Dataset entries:
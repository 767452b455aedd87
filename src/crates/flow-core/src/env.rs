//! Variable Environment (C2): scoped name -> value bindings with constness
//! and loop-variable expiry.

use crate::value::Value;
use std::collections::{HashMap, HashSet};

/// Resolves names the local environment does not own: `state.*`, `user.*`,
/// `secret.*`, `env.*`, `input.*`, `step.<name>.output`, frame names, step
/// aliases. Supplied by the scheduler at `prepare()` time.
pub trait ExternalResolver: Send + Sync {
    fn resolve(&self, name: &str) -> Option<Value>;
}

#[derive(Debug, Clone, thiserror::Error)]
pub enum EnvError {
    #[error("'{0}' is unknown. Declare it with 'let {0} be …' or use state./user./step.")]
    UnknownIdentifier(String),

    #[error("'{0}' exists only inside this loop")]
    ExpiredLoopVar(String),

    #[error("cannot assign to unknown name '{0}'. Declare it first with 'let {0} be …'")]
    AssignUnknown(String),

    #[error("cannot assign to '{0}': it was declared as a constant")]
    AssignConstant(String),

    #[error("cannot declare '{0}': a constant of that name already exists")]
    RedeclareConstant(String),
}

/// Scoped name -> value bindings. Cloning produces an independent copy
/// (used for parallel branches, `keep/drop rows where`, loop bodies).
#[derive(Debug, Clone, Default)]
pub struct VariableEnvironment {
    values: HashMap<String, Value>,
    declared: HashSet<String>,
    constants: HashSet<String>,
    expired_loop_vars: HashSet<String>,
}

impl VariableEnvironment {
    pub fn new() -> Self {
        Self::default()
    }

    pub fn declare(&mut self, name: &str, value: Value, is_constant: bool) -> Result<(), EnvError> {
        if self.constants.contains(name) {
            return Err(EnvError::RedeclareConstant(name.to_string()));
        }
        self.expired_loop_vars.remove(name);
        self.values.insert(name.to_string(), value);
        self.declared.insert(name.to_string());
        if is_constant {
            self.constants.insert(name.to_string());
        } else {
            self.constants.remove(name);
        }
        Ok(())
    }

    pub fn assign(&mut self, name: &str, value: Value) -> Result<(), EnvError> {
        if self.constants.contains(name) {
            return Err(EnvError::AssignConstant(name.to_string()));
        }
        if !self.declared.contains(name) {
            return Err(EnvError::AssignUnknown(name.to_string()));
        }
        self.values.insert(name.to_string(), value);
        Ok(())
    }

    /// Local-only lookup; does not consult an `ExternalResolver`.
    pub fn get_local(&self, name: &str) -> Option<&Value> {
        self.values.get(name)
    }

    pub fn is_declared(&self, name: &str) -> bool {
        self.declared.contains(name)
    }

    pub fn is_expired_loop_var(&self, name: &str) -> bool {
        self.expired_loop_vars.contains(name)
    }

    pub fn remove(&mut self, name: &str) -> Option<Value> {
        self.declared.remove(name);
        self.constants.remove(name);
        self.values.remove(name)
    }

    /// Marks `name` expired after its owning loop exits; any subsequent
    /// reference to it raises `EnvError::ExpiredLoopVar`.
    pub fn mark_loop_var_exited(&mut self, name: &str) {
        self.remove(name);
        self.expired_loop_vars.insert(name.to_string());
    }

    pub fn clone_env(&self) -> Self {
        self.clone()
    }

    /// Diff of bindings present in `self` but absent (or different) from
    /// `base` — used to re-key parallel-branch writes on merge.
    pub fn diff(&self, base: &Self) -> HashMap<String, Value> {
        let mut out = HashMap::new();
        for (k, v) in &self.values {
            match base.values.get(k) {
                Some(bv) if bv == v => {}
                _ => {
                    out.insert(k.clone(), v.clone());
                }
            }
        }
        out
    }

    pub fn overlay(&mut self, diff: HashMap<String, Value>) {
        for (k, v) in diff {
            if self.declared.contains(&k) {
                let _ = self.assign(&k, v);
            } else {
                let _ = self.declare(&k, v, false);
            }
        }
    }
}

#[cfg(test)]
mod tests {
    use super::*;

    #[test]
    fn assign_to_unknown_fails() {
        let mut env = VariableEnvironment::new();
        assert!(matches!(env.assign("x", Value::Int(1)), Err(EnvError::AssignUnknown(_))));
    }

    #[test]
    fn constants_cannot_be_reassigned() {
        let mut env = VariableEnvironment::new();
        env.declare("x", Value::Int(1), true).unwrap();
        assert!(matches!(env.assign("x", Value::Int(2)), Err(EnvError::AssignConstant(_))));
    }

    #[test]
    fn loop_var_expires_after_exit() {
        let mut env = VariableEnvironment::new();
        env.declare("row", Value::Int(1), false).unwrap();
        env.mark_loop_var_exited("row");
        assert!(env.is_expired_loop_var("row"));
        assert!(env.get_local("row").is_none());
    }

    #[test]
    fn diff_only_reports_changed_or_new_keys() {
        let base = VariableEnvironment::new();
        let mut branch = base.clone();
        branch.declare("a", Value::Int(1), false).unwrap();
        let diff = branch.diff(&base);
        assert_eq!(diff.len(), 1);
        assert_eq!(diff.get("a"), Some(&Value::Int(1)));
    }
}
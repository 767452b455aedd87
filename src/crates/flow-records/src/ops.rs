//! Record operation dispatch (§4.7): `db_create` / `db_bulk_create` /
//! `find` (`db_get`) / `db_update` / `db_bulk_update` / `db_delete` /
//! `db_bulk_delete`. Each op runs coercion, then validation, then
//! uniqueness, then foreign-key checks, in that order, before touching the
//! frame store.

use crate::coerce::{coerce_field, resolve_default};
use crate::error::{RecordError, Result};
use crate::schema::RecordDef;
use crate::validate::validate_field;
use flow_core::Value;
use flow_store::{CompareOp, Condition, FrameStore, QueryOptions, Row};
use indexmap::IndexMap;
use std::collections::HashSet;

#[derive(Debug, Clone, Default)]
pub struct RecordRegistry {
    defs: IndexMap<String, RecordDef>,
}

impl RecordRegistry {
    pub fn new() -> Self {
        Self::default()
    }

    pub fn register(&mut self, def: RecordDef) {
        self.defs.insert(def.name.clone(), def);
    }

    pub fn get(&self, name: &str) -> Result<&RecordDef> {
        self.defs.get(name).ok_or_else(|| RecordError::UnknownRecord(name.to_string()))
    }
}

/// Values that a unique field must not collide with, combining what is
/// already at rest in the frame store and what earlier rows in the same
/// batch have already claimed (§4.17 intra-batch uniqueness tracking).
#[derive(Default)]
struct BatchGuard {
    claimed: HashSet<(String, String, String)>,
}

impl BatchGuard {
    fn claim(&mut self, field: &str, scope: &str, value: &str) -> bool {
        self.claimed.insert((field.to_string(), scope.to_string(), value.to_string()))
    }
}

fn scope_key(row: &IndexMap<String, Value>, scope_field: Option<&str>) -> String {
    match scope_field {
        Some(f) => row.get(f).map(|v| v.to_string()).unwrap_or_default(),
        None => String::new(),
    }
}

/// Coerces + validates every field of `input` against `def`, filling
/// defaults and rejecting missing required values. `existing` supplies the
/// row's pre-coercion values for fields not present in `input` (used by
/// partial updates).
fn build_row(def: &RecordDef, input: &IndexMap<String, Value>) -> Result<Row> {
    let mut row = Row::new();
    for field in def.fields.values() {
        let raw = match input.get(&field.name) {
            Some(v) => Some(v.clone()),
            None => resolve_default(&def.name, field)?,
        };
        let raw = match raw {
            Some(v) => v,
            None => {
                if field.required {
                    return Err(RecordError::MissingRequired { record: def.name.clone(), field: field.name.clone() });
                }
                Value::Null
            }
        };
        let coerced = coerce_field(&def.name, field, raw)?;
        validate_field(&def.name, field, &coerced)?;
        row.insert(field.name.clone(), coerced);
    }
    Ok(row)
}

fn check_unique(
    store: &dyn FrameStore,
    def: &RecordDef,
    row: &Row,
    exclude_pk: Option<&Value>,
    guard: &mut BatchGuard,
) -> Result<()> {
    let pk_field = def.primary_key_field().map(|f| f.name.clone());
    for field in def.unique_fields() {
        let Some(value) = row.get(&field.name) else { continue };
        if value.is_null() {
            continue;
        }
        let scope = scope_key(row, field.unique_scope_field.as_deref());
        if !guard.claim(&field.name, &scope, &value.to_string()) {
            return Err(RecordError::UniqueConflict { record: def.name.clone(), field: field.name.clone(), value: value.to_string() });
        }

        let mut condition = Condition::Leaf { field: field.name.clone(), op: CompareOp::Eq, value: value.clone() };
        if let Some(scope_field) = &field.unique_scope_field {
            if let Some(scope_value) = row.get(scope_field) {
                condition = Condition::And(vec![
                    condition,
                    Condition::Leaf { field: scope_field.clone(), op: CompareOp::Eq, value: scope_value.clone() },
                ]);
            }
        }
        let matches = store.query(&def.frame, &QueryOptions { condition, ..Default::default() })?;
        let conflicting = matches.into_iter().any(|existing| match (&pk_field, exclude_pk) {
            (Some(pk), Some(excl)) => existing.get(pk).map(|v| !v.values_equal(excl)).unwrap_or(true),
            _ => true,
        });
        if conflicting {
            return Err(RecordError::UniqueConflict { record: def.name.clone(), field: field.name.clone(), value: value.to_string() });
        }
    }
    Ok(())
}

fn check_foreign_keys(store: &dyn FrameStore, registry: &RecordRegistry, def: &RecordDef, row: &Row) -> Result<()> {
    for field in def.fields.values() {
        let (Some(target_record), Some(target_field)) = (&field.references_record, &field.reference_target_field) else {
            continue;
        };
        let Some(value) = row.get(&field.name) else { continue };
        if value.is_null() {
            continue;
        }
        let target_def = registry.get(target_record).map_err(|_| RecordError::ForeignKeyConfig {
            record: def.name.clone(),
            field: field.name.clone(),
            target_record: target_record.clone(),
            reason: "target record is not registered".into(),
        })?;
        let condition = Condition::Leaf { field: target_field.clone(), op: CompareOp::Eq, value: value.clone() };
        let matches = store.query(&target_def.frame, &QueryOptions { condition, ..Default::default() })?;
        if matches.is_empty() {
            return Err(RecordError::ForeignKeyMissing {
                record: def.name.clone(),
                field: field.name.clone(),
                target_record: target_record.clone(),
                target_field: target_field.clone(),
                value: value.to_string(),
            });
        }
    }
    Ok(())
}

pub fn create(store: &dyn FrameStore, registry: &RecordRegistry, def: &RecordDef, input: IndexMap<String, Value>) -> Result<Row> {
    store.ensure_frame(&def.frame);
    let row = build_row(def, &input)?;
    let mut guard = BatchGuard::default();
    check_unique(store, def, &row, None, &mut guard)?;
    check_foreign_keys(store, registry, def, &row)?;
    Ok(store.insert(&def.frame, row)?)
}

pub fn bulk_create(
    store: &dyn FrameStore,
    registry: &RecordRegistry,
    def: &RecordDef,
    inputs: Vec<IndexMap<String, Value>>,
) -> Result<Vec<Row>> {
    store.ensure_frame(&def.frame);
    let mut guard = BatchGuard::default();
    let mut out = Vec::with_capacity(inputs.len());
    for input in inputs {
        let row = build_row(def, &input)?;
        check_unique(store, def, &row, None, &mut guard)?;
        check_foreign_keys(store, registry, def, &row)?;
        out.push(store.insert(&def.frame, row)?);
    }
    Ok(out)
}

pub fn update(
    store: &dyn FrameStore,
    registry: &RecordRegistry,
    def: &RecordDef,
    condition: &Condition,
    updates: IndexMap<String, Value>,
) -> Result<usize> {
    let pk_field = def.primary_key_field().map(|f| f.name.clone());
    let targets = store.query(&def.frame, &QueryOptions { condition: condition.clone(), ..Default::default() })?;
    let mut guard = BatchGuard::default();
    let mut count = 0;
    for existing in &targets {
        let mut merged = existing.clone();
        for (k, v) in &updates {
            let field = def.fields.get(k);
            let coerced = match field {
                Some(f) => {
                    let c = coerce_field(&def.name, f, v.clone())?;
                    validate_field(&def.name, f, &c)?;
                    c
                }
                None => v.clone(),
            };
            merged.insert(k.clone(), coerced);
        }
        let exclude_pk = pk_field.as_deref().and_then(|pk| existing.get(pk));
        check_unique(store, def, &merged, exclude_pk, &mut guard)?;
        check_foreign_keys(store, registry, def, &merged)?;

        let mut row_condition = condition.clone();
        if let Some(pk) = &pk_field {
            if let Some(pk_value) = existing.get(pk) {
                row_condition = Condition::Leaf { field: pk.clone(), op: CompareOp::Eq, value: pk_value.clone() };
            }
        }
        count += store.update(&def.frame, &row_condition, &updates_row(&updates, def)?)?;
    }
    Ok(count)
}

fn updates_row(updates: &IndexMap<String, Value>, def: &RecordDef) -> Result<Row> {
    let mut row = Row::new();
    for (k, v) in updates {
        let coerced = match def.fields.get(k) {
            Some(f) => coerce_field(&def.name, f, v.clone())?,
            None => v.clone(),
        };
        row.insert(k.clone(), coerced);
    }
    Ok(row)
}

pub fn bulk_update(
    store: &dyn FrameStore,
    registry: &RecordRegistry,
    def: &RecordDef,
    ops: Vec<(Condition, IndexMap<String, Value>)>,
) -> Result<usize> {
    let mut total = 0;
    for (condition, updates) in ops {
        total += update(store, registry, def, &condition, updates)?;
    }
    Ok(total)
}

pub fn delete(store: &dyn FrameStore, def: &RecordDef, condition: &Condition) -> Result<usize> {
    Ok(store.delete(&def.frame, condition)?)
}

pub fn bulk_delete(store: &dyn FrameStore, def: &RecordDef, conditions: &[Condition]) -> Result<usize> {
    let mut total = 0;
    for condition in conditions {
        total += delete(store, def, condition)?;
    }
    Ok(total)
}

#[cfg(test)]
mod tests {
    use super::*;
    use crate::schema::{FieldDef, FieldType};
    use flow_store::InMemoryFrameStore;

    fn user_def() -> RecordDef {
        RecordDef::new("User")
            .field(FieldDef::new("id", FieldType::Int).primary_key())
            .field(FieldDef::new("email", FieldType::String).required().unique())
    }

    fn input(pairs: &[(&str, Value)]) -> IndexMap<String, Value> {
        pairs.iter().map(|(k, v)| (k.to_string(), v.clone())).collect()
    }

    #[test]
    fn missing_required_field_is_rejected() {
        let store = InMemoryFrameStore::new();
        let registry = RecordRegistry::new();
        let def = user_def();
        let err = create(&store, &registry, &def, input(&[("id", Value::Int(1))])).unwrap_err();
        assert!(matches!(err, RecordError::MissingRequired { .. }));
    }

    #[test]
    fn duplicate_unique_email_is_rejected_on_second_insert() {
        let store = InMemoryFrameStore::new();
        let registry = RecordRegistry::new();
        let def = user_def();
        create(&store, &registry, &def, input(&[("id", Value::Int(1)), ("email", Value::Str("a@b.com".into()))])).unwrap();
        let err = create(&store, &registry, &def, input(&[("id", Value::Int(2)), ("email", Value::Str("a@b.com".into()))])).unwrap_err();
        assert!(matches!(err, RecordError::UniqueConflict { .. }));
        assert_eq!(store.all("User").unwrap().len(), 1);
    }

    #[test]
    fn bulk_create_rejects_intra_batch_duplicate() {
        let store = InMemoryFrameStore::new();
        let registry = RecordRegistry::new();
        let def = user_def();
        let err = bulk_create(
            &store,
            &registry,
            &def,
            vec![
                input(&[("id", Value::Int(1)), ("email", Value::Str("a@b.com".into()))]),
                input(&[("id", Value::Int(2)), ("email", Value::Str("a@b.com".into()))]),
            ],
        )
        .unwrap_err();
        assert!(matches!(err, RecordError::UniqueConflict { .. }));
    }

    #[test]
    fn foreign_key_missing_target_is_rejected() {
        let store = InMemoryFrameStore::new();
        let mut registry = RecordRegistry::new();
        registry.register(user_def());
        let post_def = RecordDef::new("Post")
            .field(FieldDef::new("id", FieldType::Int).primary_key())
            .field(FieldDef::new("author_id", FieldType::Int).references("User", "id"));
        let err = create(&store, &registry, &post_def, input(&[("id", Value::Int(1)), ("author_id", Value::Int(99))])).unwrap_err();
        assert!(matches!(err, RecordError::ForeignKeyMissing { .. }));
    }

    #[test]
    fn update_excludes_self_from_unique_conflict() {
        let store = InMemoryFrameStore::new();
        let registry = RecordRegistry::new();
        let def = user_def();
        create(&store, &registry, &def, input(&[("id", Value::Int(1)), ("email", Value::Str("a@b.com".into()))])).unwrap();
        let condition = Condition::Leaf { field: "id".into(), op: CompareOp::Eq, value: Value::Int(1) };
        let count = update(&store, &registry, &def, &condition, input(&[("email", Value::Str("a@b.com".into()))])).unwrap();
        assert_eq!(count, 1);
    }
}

● **WHAT THE TASK ASKS**:
Within the entries above, count each line holding the string "defs". Give only the result.

● **YOUR RESPONSE**:
3